◆ TO DO ◆
Whenever a line of the material contains the string "EventStream", it should be copied.

◆ DATA RECORDS ◆
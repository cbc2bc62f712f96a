//! Role lifecycle operations — register, promote, demote, delete, and the
//! admin request flow, each validating preconditions against the user store
//! and the approval queue.
//!
//! Methods return outcome enums rather than replies; the bot layer turns
//! outcomes into user-facing text. Only store failures surface as errors.

use std::sync::Arc;

use tracing::{error, info};

use crate::approvals::{ApprovalQueue, RequestOutcome};
use crate::error::StorageError;
use crate::store::{NewUser, User, UserStore};

#[derive(Debug, Clone, PartialEq)]
pub enum RegisterOutcome {
    /// The email or identity already has a record; nothing was created.
    AlreadyRegistered,
    Registered(User),
}

#[derive(Debug, Clone, PartialEq)]
pub enum PromoteOutcome {
    NotFound,
    Promoted(User),
}

#[derive(Debug, Clone, PartialEq)]
pub enum DemoteOutcome {
    NotFoundOrNotAdmin,
    Demoted(User),
}

#[derive(Debug, Clone, PartialEq)]
pub enum DeleteOutcome {
    NotFound,
    Deleted(User),
}

#[derive(Debug, Clone, Copy, PartialEq, Eq)]
pub enum AdminRequestOutcome {
    NotRegistered,
    AlreadyAdmin,
    AlreadyPending,
    Submitted,
}

/// Coordinates role state across the user store and the approval queue.
pub struct RoleService {
    store: Arc<dyn UserStore>,
    queue: Arc<ApprovalQueue>,
}

impl RoleService {
    pub fn new(store: Arc<dyn UserStore>, queue: Arc<ApprovalQueue>) -> Self {
        Self { store, queue }
    }

    /// Authorization gate for admin-only operations. True only when the
    /// caller has a record with the admin flag set. Store failures are
    /// logged and treated as "not authorized".
    pub async fn is_admin(&self, telegram_id: i64) -> bool {
        match self.store.find_by_telegram_id(telegram_id).await {
            Ok(Some(user)) => user.is_admin,
            Ok(None) => false,
            Err(err) => {
                error!(telegram_id, error = %err, "Admin check failed, treating caller as unauthorized");
                false
            }
        }
    }

    /// Create a record for a completed onboarding dialogue. The email and
    /// identity must both be unused; a constraint violation from a racing
    /// registration is reported the same way as a failed probe.
    pub async fn register(&self, new_user: NewUser) -> Result<RegisterOutcome, StorageError> {
        let existing = self
            .store
            .find_by_email_or_telegram_id(&new_user.email, new_user.telegram_id)
            .await?;
        if existing.is_some() {
            return Ok(RegisterOutcome::AlreadyRegistered);
        }

        match self.store.create(new_user).await {
            Ok(user) => {
                info!(telegram_id = user.telegram_id, name = %user.full_name, "User registered");
                Ok(RegisterOutcome::Registered(user))
            }
            Err(StorageError::Constraint(_)) => Ok(RegisterOutcome::AlreadyRegistered),
            Err(err) => Err(err),
        }
    }

    /// Grant admin rights. Also drops any pending request from the target.
    /// Promoting an existing admin succeeds (the flag is already true).
    pub async fn promote(&self, target: i64) -> Result<PromoteOutcome, StorageError> {
        let Some(mut user) = self.store.find_by_telegram_id(target).await? else {
            return Ok(PromoteOutcome::NotFound);
        };

        user.is_admin = true;
        self.store.update(&user).await?;
        self.queue.remove(target).await;

        info!(telegram_id = target, name = %user.full_name, "User promoted to admin");
        Ok(PromoteOutcome::Promoted(user))
    }

    /// Revoke admin rights. Targets without a record or without the flag
    /// are reported together, without revealing which.
    pub async fn demote(&self, target: i64) -> Result<DemoteOutcome, StorageError> {
        let found = self.store.find_by_telegram_id(target).await?;
        let Some(mut user) = found.filter(|u| u.is_admin) else {
            return Ok(DemoteOutcome::NotFoundOrNotAdmin);
        };

        user.is_admin = false;
        self.store.update(&user).await?;

        info!(telegram_id = target, name = %user.full_name, "Admin demoted");
        Ok(DemoteOutcome::Demoted(user))
    }

    /// Remove a record permanently. No queue interaction and no
    /// notification to the deleted user.
    pub async fn delete_user(&self, target: i64) -> Result<DeleteOutcome, StorageError> {
        let Some(user) = self.store.find_by_telegram_id(target).await? else {
            return Ok(DeleteOutcome::NotFound);
        };

        self.store.delete(target).await?;

        info!(telegram_id = target, name = %user.full_name, "User deleted");
        Ok(DeleteOutcome::Deleted(user))
    }

    /// Queue the caller for admin approval. Only registered callers may
    /// request, and only on their own behalf.
    pub async fn request_admin(&self, caller: i64) -> Result<AdminRequestOutcome, StorageError> {
        let Some(user) = self.store.find_by_telegram_id(caller).await? else {
            return Ok(AdminRequestOutcome::NotRegistered);
        };

        Ok(match self.queue.request(user).await {
            RequestOutcome::AlreadyAdmin => AdminRequestOutcome::AlreadyAdmin,
            RequestOutcome::AlreadyPending => AdminRequestOutcome::AlreadyPending,
            RequestOutcome::Submitted => AdminRequestOutcome::Submitted,
        })
    }
}

#[cfg(test)]
mod tests {
    use super::*;
    use crate::store::LibSqlBackend;
    use async_trait::async_trait;

    async fn service() -> RoleService {
        let store = LibSqlBackend::memory().await.unwrap();
        RoleService::new(Arc::new(store), ApprovalQueue::new())
    }

    fn new_user(telegram_id: i64) -> NewUser {
        NewUser {
            telegram_id,
            full_name: format!("User {telegram_id}"),
            email: format!("user{telegram_id}@example.com"),
            phone_number: "+12025550100".into(),
        }
    }

    #[tokio::test]
    async fn register_then_promote_then_demote() {
        let service = service().await;

        let outcome = service.register(new_user(1)).await.unwrap();
        let RegisterOutcome::Registered(user) = outcome else {
            panic!("expected registration");
        };
        assert!(!user.is_admin);
        assert!(!service.is_admin(1).await);

        let outcome = service.promote(1).await.unwrap();
        assert!(matches!(outcome, PromoteOutcome::Promoted(ref u) if u.is_admin));
        assert!(service.is_admin(1).await);

        let outcome = service.demote(1).await.unwrap();
        assert!(matches!(outcome, DemoteOutcome::Demoted(ref u) if !u.is_admin));
        assert!(!service.is_admin(1).await);
    }

    #[tokio::test]
    async fn register_rejects_duplicate_identity_and_email() {
        let service = service().await;
        service.register(new_user(1)).await.unwrap();

        // Same identity, fresh email
        let mut dup = new_user(1);
        dup.email = "fresh@example.com".into();
        assert_eq!(
            service.register(dup).await.unwrap(),
            RegisterOutcome::AlreadyRegistered
        );

        // Fresh identity, same email
        let mut dup = new_user(2);
        dup.email = "user1@example.com".into();
        assert_eq!(
            service.register(dup).await.unwrap(),
            RegisterOutcome::AlreadyRegistered
        );
    }

    #[tokio::test]
    async fn promote_clears_pending_request() {
        let service = service().await;
        service.register(new_user(1)).await.unwrap();

        assert_eq!(
            service.request_admin(1).await.unwrap(),
            AdminRequestOutcome::Submitted
        );
        assert_eq!(service.queue.len().await, 1);

        service.promote(1).await.unwrap();
        assert!(service.queue.is_empty().await);
    }

    #[tokio::test]
    async fn request_admin_preconditions() {
        let service = service().await;

        assert_eq!(
            service.request_admin(9).await.unwrap(),
            AdminRequestOutcome::NotRegistered
        );

        service.register(new_user(1)).await.unwrap();
        assert_eq!(
            service.request_admin(1).await.unwrap(),
            AdminRequestOutcome::Submitted
        );
        assert_eq!(
            service.request_admin(1).await.unwrap(),
            AdminRequestOutcome::AlreadyPending
        );

        service.promote(1).await.unwrap();
        assert_eq!(
            service.request_admin(1).await.unwrap(),
            AdminRequestOutcome::AlreadyAdmin
        );
    }

    #[tokio::test]
    async fn missing_targets_are_reported() {
        let service = service().await;
        service.register(new_user(1)).await.unwrap();

        assert_eq!(service.promote(404).await.unwrap(), PromoteOutcome::NotFound);
        assert_eq!(
            service.demote(404).await.unwrap(),
            DemoteOutcome::NotFoundOrNotAdmin
        );
        assert_eq!(
            service.delete_user(404).await.unwrap(),
            DeleteOutcome::NotFound
        );

        // Registered but not admin
        assert_eq!(
            service.demote(1).await.unwrap(),
            DemoteOutcome::NotFoundOrNotAdmin
        );
    }

    #[tokio::test]
    async fn delete_removes_record() {
        let service = service().await;
        service.register(new_user(1)).await.unwrap();

        let outcome = service.delete_user(1).await.unwrap();
        assert!(matches!(outcome, DeleteOutcome::Deleted(_)));
        assert_eq!(service.delete_user(1).await.unwrap(), DeleteOutcome::NotFound);
    }

    struct FailingStore;

    #[async_trait]
    impl UserStore for FailingStore {
        async fn find_by_telegram_id(&self, _: i64) -> Result<Option<User>, StorageError> {
            Err(StorageError::Query("simulated outage".into()))
        }
        async fn find_by_email_or_telegram_id(
            &self,
            _: &str,
            _: i64,
        ) -> Result<Option<User>, StorageError> {
            Err(StorageError::Query("simulated outage".into()))
        }
        async fn create(&self, _: NewUser) -> Result<User, StorageError> {
            Err(StorageError::Query("simulated outage".into()))
        }
        async fn update(&self, _: &User) -> Result<(), StorageError> {
            Err(StorageError::Query("simulated outage".into()))
        }
        async fn delete(&self, _: i64) -> Result<bool, StorageError> {
            Err(StorageError::Query("simulated outage".into()))
        }
        async fn count(&self) -> Result<u64, StorageError> {
            Err(StorageError::Query("simulated outage".into()))
        }
        async fn find_page(&self, _: u32, _: u64) -> Result<Vec<User>, StorageError> {
            Err(StorageError::Query("simulated outage".into()))
        }
        async fn find_admins(&self) -> Result<Vec<User>, StorageError> {
            Err(StorageError::Query("simulated outage".into()))
        }
    }

    #[tokio::test]
    async fn admin_check_fails_closed_on_store_error() {
        let service = RoleService::new(Arc::new(FailingStore), ApprovalQueue::new());
        assert!(!service.is_admin(1).await);
    }
}
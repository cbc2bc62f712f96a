//! CLI channel — stdin/stdout REPL for local testing.
//!
//! Lines are delivered as text events; `/action <name>` simulates
//! pressing an inline button. The local operator gets a fixed identity.

use async_trait::async_trait;
use futures::stream;
use tokio::io::{AsyncBufReadExt, BufReader};

use crate::channels::channel::{Channel, EventStream, InboundEvent, Keyboard, Reply};
use crate::error::ChannelError;

/// Identity assigned to the local operator.
const CLI_USER_ID: i64 = 0;
const CLI_CHAT_ID: &str = "local";

/// A simple CLI channel that reads from stdin and writes to stdout.
pub struct CliChannel;

impl CliChannel {
    pub fn new() -> Self {
        Self
    }
}

impl Default for CliChannel {
    fn default() -> Self {
        Self::new()
    }
}

#[async_trait]
impl Channel for CliChannel {
    fn name(&self) -> &str {
        "cli"
    }

    async fn start(&self) -> Result<EventStream, ChannelError> {
        let (tx, rx) = tokio::sync::mpsc::unbounded_channel();

        tokio::spawn(async move {
            let stdin = tokio::io::stdin();
            let reader = BufReader::new(stdin);
            let mut lines = reader.lines();

            // Print prompt
            eprint!("> ");

            loop {
                match lines.next_line().await {
                    Ok(Some(line)) => {
                        let line = line.trim().to_string();
                        if line.is_empty() {
                            eprint!("> ");
                            continue;
                        }
                        let event = match line.strip_prefix("/action ") {
                            Some(name) => {
                                InboundEvent::action("cli", CLI_CHAT_ID, CLI_USER_ID, name.trim())
                            }
                            None => InboundEvent::text("cli", CLI_CHAT_ID, CLI_USER_ID, &line),
                        };
                        if tx.send(event).is_err() {
                            break;
                        }
                    }
                    Ok(None) => break, // EOF
                    Err(e) => {
                        tracing::error!("Error reading stdin: {}", e);
                        break;
                    }
                }
            }
        });

        let stream = stream::unfold(rx, |mut rx| async move {
            rx.recv().await.map(|event| (event, rx))
        });

        Ok(Box::pin(stream))
    }

    async fn respond(&self, _event: &InboundEvent, reply: Reply) -> Result<(), ChannelError> {
        println!("\n{}", reply.text);
        if let Some(keyboard) = &reply.keyboard {
            print_keyboard(keyboard);
        }
        println!();
        eprint!("> ");
        Ok(())
    }

    async fn notify(&self, chat_id: &str, text: &str) -> Result<(), ChannelError> {
        println!("\n[to {chat_id}] {text}\n");
        eprint!("> ");
        Ok(())
    }

    async fn shutdown(&self) -> Result<(), ChannelError> {
        Ok(())
    }
}

/// Show buttons so the operator can see what to press. Inline buttons
/// list the `/action` incantation that simulates them.
fn print_keyboard(keyboard: &Keyboard) {
    match keyboard {
        Keyboard::Inline(rows) => {
            for row in rows {
                for (label, callback) in row {
                    println!("  [{label}] → /action {callback}");
                }
            }
        }
        Keyboard::Reply(rows) => {
            for row in rows {
                println!("  {}", row.join(" | "));
            }
        }
    }
}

◆ RESPONSE TO THIS TASK ◆
use crate::channels::channel::{Channel, EventStream, InboundEvent, Keyboard, Reply};
    async fn start(&self) -> Result<EventStream, ChannelError> {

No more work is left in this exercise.